*** Opening Extracted records ***
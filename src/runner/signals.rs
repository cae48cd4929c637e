//! Verdict tags in agent output.
//!
//! Review and inspection agents finish by printing one of:
//! - `<review>approved</review>` or `<review>changes-requested</review>`
//! - `<inspection>passed</inspection>` or `<inspection>failed</inspection>`
//!
//! When a tag appears more than once, the last occurrence wins.

use regex::Regex;
use std::sync::LazyLock;

use crate::orchestrator::InspectionResult;

static REVIEW_REGEX: LazyLock<Regex> = LazyLock::new(|| {
    Regex::new(r"(?i)<review>\s*(approved|changes-requested)\s*</review>").unwrap()
});

static INSPECTION_REGEX: LazyLock<Regex> = LazyLock::new(|| {
    Regex::new(r"(?i)<inspection>\s*(passed|failed)\s*</inspection>").unwrap()
});

/// Verdicts extracted from one agent run.
#[derive(Debug, Clone, Copy, Default, PartialEq, Eq)]
pub struct AgentVerdicts {
    /// `Some(true)` when the documents were approved.
    pub review: Option<bool>,
    pub inspection: Option<InspectionResult>,
}

impl AgentVerdicts {
    pub fn is_empty(&self) -> bool {
        self.review.is_none() && self.inspection.is_none()
    }
}

pub fn parse_verdicts(text: &str) -> AgentVerdicts {
    let review = REVIEW_REGEX
        .captures_iter(text)
        .last()
        .and_then(|cap| cap.get(1))
        .map(|m| m.as_str().eq_ignore_ascii_case("approved"));

    let inspection = INSPECTION_REGEX
        .captures_iter(text)
        .last()
        .and_then(|cap| cap.get(1))
        .map(|m| {
            if m.as_str().eq_ignore_ascii_case("passed") {
                InspectionResult::Passed
            } else {
                InspectionResult::Failed
            }
        });

    AgentVerdicts { review, inspection }
}

#[cfg(test)]
mod tests {
    use super::*;

    #[test]
    fn test_review_approved() {
        let v = parse_verdicts("Looks good.\n<review>approved</review>\n");
        assert_eq!(v.review, Some(true));
        assert!(v.inspection.is_none());
    }

    #[test]
    fn test_review_changes_requested() {
        let v = parse_verdicts("<review> Changes-Requested </review>");
        assert_eq!(v.review, Some(false));
    }

    #[test]
    fn test_last_verdict_wins() {
        let text = "<inspection>failed</inspection> fixed it <inspection>passed</inspection>";
        assert_eq!(parse_verdicts(text).inspection, Some(InspectionResult::Passed));
    }

    #[test]
    fn test_unknown_values_ignored() {
        let v = parse_verdicts("<review>maybe</review><inspection>skipped</inspection>");
        assert!(v.is_empty());
    }

    #[test]
    fn test_no_tags() {
        assert_eq!(parse_verdicts("plain output"), AgentVerdicts::default());
    }
}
*** Closing Extracted records ***
§ **What you are asked to do**
Repeat the lines above with every word intact.

§ **Answer to this task**
filename src/runner/signals.rs
repository cae48cd4929c637e
//! Verdict tags in agent output.
//!
//! Review and inspection agents finish by printing one of:
//! - `<review>approved</review>` or `<review>changes-requested</review>`
//! - `<inspection>passed</inspection>` or `<inspection>failed</inspection>`
//!
//! When a tag appears more than once, the last occurrence wins.

use regex::Regex;
use std::sync::LazyLock;

use crate::orchestrator::InspectionResult;

static REVIEW_REGEX: LazyLock<Regex> = LazyLock::new(|| {
    Regex::new(r"(?i)<review>\s*(approved|changes-requested)\s*</review>").unwrap()
});

static INSPECTION_REGEX: LazyLock<Regex> = LazyLock::new(|| {
    Regex::new(r"(?i)<inspection>\s*(passed|failed)\s*</inspection>").unwrap()
});

/// Verdicts extracted from one agent run.
#[derive(Debug, Clone, Copy, Default, PartialEq, Eq)]
pub struct AgentVerdicts {
    /// `Some(true)` when the documents were approved.
    pub review: Option<bool>,
    pub inspection: Option<InspectionResult>,
}

impl AgentVerdicts {
    pub fn is_empty(&self) -> bool {
        self.review.is_none() && self.inspection.is_none()
    }
}

pub fn parse_verdicts(text: &str) -> AgentVerdicts {
    let review = REVIEW_REGEX
        .captures_iter(text)
        .last()
        .and_then(|cap| cap.get(1))
        .map(|m| m.as_str().eq_ignore_ascii_case("approved"));

    let inspection = INSPECTION_REGEX
        .captures_iter(text)
        .last()
        .and_then(|cap| cap.get(1))
        .map(|m| {
            if m.as_str().eq_ignore_ascii_case("passed") {
                InspectionResult::Passed
            } else {
                InspectionResult::Failed
            }
        });

    AgentVerdicts { review, inspection }
}

#[cfg(test)]
mod tests {
    use super::*;

    #[test]
    fn test_review_approved() {
        let v = parse_verdicts("Looks good.\n<review>approved</review>\n");
        assert_eq!(v.review, Some(true));
        assert!(v.inspection.is_none());
    }

    #[test]
    fn test_review_changes_requested() {
        let v = parse_verdicts("<review> Changes-Requested </review>");
        assert_eq!(v.review, Some(false));
    }

    #[test]
    fn test_last_verdict_wins() {
        let text = "<inspection>failed</inspection> fixed it <inspection>passed</inspection>";
        assert_eq!(parse_verdicts(text).inspection, Some(InspectionResult::Passed));
    }

    #[test]
    fn test_unknown_values_ignored() {
        let v = parse_verdicts("<review>maybe</review><inspection>skipped</inspection>");
        assert!(v.is_empty());
    }

    #[test]
    fn test_no_tags() {
        assert_eq!(parse_verdicts("plain output"), AgentVerdicts::default());
    }
}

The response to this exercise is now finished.